→ **Source data**
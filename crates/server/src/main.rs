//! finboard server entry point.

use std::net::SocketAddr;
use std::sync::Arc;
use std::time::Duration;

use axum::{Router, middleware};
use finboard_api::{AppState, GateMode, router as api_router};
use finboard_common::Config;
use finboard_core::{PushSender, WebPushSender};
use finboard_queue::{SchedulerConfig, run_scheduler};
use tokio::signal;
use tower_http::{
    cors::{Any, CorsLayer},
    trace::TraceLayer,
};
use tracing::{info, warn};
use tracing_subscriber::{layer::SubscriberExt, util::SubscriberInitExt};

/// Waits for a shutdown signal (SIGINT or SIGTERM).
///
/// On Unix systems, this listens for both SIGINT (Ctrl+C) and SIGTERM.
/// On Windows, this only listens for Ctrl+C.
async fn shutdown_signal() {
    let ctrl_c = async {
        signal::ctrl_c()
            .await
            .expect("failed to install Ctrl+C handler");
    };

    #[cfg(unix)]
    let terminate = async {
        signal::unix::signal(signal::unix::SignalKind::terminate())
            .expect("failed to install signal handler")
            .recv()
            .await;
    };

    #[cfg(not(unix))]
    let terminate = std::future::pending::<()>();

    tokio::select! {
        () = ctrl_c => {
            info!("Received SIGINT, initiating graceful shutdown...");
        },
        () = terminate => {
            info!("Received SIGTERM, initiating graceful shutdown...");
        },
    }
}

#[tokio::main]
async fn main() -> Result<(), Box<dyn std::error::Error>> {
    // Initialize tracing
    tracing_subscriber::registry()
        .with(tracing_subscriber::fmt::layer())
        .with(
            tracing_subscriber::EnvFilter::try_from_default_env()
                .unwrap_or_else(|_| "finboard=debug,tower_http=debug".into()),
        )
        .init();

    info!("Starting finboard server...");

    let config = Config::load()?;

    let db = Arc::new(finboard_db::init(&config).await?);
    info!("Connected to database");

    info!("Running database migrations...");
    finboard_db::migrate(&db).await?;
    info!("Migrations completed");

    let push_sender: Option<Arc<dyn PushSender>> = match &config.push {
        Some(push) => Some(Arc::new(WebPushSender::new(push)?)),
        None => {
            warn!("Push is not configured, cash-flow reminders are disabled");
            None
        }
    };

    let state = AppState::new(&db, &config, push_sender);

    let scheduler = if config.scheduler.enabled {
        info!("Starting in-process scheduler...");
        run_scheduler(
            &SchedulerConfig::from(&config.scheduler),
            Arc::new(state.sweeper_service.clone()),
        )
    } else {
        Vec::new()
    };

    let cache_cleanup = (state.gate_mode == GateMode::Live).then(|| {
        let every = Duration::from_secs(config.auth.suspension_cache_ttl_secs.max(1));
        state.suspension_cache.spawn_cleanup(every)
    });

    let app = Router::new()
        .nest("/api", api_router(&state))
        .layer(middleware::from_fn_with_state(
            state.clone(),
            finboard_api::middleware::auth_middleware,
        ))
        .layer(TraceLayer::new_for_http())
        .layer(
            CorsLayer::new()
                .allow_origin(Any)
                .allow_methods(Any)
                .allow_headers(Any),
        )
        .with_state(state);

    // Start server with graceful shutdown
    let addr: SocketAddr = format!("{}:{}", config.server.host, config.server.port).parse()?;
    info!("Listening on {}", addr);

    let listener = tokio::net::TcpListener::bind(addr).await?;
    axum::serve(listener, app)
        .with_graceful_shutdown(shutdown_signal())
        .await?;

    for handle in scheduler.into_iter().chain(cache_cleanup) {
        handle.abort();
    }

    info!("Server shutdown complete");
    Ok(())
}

==

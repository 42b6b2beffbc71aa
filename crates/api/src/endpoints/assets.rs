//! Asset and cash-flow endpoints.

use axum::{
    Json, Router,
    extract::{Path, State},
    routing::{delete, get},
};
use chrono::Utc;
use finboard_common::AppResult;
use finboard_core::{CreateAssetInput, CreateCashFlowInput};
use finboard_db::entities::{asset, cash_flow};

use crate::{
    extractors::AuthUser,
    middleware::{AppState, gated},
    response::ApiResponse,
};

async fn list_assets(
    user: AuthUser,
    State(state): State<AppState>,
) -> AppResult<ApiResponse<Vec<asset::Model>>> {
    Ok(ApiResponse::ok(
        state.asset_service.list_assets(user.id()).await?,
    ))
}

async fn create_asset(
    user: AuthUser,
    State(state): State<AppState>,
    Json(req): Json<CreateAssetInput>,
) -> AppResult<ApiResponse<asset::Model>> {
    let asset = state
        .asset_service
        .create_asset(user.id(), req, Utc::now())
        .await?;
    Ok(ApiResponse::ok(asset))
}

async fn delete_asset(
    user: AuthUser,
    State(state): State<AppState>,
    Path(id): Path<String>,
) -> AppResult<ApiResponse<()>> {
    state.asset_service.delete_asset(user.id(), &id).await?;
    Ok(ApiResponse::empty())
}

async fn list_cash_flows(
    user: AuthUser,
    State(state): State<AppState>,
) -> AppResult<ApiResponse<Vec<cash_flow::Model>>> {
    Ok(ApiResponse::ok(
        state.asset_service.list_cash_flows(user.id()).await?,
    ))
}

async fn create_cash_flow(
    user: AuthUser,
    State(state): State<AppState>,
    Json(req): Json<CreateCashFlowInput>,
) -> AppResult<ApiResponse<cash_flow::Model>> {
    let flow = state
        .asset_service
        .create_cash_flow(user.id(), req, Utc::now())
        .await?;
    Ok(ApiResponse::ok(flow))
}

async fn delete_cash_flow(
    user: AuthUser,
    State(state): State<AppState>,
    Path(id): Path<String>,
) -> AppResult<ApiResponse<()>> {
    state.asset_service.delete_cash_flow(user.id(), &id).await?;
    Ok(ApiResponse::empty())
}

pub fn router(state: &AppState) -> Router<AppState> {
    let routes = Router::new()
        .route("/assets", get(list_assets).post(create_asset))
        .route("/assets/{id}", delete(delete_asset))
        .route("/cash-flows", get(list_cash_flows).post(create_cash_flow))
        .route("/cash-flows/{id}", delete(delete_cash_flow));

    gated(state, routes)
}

→ **Directions for this task**
From the listing above, the lines starting with the one that has "use tokio::signal;" and running through the one that has "tracing_subscriber::EnvFilter::try_from_default_env()" should be copied exactly, ends included.

→ **Task output**
use tokio::signal;
use tower_http::{
    cors::{Any, CorsLayer},
    trace::TraceLayer,
};
use tracing::{info, warn};
use tracing_subscriber::{layer::SubscriberExt, util::SubscriberInitExt};

/// Waits for a shutdown signal (SIGINT or SIGTERM).
///
/// On Unix systems, this listens for both SIGINT (Ctrl+C) and SIGTERM.
/// On Windows, this only listens for Ctrl+C.
async fn shutdown_signal() {
    let ctrl_c = async {
        signal::ctrl_c()
            .await
            .expect("failed to install Ctrl+C handler");
    };

    #[cfg(unix)]
    let terminate = async {
        signal::unix::signal(signal::unix::SignalKind::terminate())
            .expect("failed to install signal handler")
            .recv()
            .await;
    };

    #[cfg(not(unix))]
    let terminate = std::future::pending::<()>();

    tokio::select! {
        () = ctrl_c => {
            info!("Received SIGINT, initiating graceful shutdown...");
        },
        () = terminate => {
            info!("Received SIGTERM, initiating graceful shutdown...");
        },
    }
}

#[tokio::main]
async fn main() -> Result<(), Box<dyn std::error::Error>> {
    // Initialize tracing
    tracing_subscriber::registry()
        .with(tracing_subscriber::fmt::layer())
        .with(
            tracing_subscriber::EnvFilter::try_from_default_env()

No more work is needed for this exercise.